In the 241st No. of Addison's _Spectator_, bearing date Thursday,
December 6th, 1711, and as signed "C." (one of the letters of the mystic
Clio), by the great Joseph Addison himself, occurs the following
remarkable anticipation of our presumably most modern discovery. Those
who have access to the London edition of the _Spectator_ of 1841,
published by J.J. Chidley, 123 Aldersgate Street, can verify the
verbatim faithfulness of the following extract from page 274:--

"Strada, in one of his Prolusions (Lib. II. prol. 6), gives an account
of a chimerical correspondence between two friends by the help of a
certain loadstone, which had such virtue in it, that if it touched two
several needles, when one of the needles so touched began to move, the
other, though at never so great a distance, moved at the same time, and
in the same manner. He tells us that the two friends, being each of them
possessed of one of those needles, made a kind of dial-plate, inscribing
it with four-and-twenty letters, in the same manner as the hours of the
day are marked upon the ordinary dial-plate. They then fixed one of the
needles on each of these plates in such a manner that it could move
round without impediment, so as to touch any of the four-and-twenty
letters.

"Upon their separating from one another into distant countries, they
agreed to withdraw themselves punctually into their closets at a certain
hour of the day, and to converse with one another by means of this
their invention.

"Accordingly, when they were some hundred miles asunder, each of them
shut himself up in his closet at the time appointed, and immediately
cast his eye upon his dial-plate. If he had a mind to write anything to
his friend, he directed his needle to every letter that formed the words
which he had occasion for, making a little pause at the end of every
word or sentence, to avoid confusion.

"The friend in the meanwhile saw his own sympathetic needle moving of
itself to every letter which that of his correspondent pointed at. By
this means they talked together across a whole continent, and conveyed
their thoughts to one another in an instant over cities or mountains,
seas or deserts.

"If Monsieur Scudery, or any other writer of romance, had introduced a
necromancer, who is generally in the train of a knight-errant, making a
present to two lovers of a couple of these above-mentioned needles, the
reader would not have been a little pleased to have seen them
corresponding with one another when they were guarded by spies and
watchers, or separated by castles and adventures.
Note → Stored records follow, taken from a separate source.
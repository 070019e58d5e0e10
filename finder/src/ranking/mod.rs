mod curated;
mod price;
mod ranker;
mod verify;

pub use curated::CuratedSet;
pub use price::{estimated_range, extract_price};
pub use ranker::{CandidateRanker, MAX_RESULTS};
pub use verify::{HttpLinkVerifier, LinkVerifier, StaticVerifier};

use crate::links::{canonicalize, is_product_link};
use crate::models::{CandidateSource, Reachability, ResolvedCandidate, SearchCandidate};

/// Attach link and price information to a raw search hit. Reachability is
/// left `Unknown` until the ranker verifies it.
pub fn resolve_candidate(candidate: SearchCandidate) -> ResolvedCandidate {
    let canonical_link = canonicalize(&candidate.raw_link);
    let is_direct_product_link =
        is_product_link(&candidate.raw_link) || is_product_link(&canonical_link);

    let price = extract_price(&candidate.title, &candidate.snippet);
    let estimated_range = match price {
        Some(_) => None,
        None => Some(estimated_range(&candidate.title, &candidate.snippet)),
    };

    ResolvedCandidate {
        candidate,
        canonical_link,
        is_direct_product_link,
        reachability: Reachability::Unknown,
        price,
        estimated_range,
        source: CandidateSource::Search,
    }
}
#![allow(dead_code)]

use async_trait::async_trait;
use std::sync::atomic::{AtomicUsize, Ordering};
use std::sync::Arc;

use fashion_finder::cache::ResultCache;
use fashion_finder::config::{CacheConfig, Config, QueryConfig, RankingConfig, ServerConfig};
use fashion_finder::error::{FinderError, Result};
use fashion_finder::models::{ItemType, SearchCandidate};
use fashion_finder::ranking::StaticVerifier;
use fashion_finder::search::SearchProvider;
use fashion_finder::MatchingPipeline;

/// Search provider returning canned hits and counting calls.
pub struct StubSearch {
    hits: Option<Vec<SearchCandidate>>,
    calls: AtomicUsize,
}

impl StubSearch {
    pub fn returning(hits: Vec<SearchCandidate>) -> Arc<Self> {
        Arc::new(Self {
            hits: Some(hits),
            calls: AtomicUsize::new(0),
        })
    }

    pub fn unavailable() -> Arc<Self> {
        Arc::new(Self {
            hits: None,
            calls: AtomicUsize::new(0),
        })
    }

    pub fn calls(&self) -> usize {
        self.calls.load(Ordering::SeqCst)
    }
}

#[async_trait]
impl SearchProvider for StubSearch {
    async fn search(&self, _query: &str, _item_type: ItemType) -> Result<Vec<SearchCandidate>> {
        self.calls.fetch_add(1, Ordering::SeqCst);
        match &self.hits {
            Some(hits) => Ok(hits.clone()),
            None => Err(FinderError::SearchUnavailable("no credentials".to_string())),
        }
    }
}

pub fn test_config() -> Config {
    Config {
        server: ServerConfig {
            host: "127.0.0.1".to_string(),
            port: 0,
        },
        search: None,
        query: QueryConfig::default(),
        ranking: RankingConfig::default(),
        cache: CacheConfig::default(),
    }
}

pub fn pipeline(search: Arc<StubSearch>, reachable: bool) -> MatchingPipeline {
    pipeline_with(test_config(), search, reachable)
}

pub fn pipeline_with(config: Config, search: Arc<StubSearch>, reachable: bool) -> MatchingPipeline {
    let cache = ResultCache::from_config(&config.cache);
    MatchingPipeline::new(
        &config,
        search,
        Arc::new(StaticVerifier::new(reachable)),
        cache,
    )
}

/// A product-page hit on a generic shop, with image and price.
pub fn product_hit(n: usize) -> SearchCandidate {
    SearchCandidate {
        title: format!("Sacoche cuir marron modèle {n}"),
        raw_link: format!("https://shop.example/p/{n}"),
        display_domain: "shop.example".to_string(),
        snippet: format!("Cuir pleine fleur. {}9,00 €", n + 1),
        raw_image: Some(format!("https://img.shop.example/{n}.jpg")),
    }
}

/// A listing hit that ranking should never keep when unreachable.
pub fn listing_hit(n: usize) -> SearchCandidate {
    SearchCandidate {
        title: format!("Recherche sacs {n}"),
        raw_link: format!("https://shop.example/recherche?q=sac&page={n}"),
        display_domain: "shop.example".to_string(),
        snippet: String::new(),
        raw_image: None,
    }
}
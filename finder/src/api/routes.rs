use axum::{
    routing::{get, post},
    Router,
};
use tower_http::cors::{Any, CorsLayer};
use tower_http::trace::TraceLayer;

use super::handlers;
use super::AppState;

fn v1_router() -> Router<AppState> {
    Router::new()
        .route("/health", get(handlers::health_check))
        .route("/analyze", post(handlers::analyze))
        .route("/search", post(handlers::search))
        .route("/cache/stats", get(handlers::cache_stats))
        .route("/cache:clear", post(handlers::clear_cache))
}

pub fn create_router(state: AppState) -> Router {
    let cors = CorsLayer::new()
        .allow_origin(Any)
        .allow_methods(Any)
        .allow_headers(Any);

    Router::new()
        .nest("/api/v1", v1_router())
        .layer(cors)
        .layer(TraceLayer::new_for_http())
        .with_state(state)
}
"In the meanwhile, if ever this invention should be revived or put in
practice, I would propose that upon the lover's dial-plate there should
be written not only the four-and-twenty letters, but several entire
words which have always a place in passionate epistles, as flames,
darts, die, language, absence, Cupid, heart, eyes, hang, drown, and the
like. This would very much abridge the lover's pains in this way of
writing a letter, as it would enable him to express the most useful and
significant words with a single touch of the needle.--C."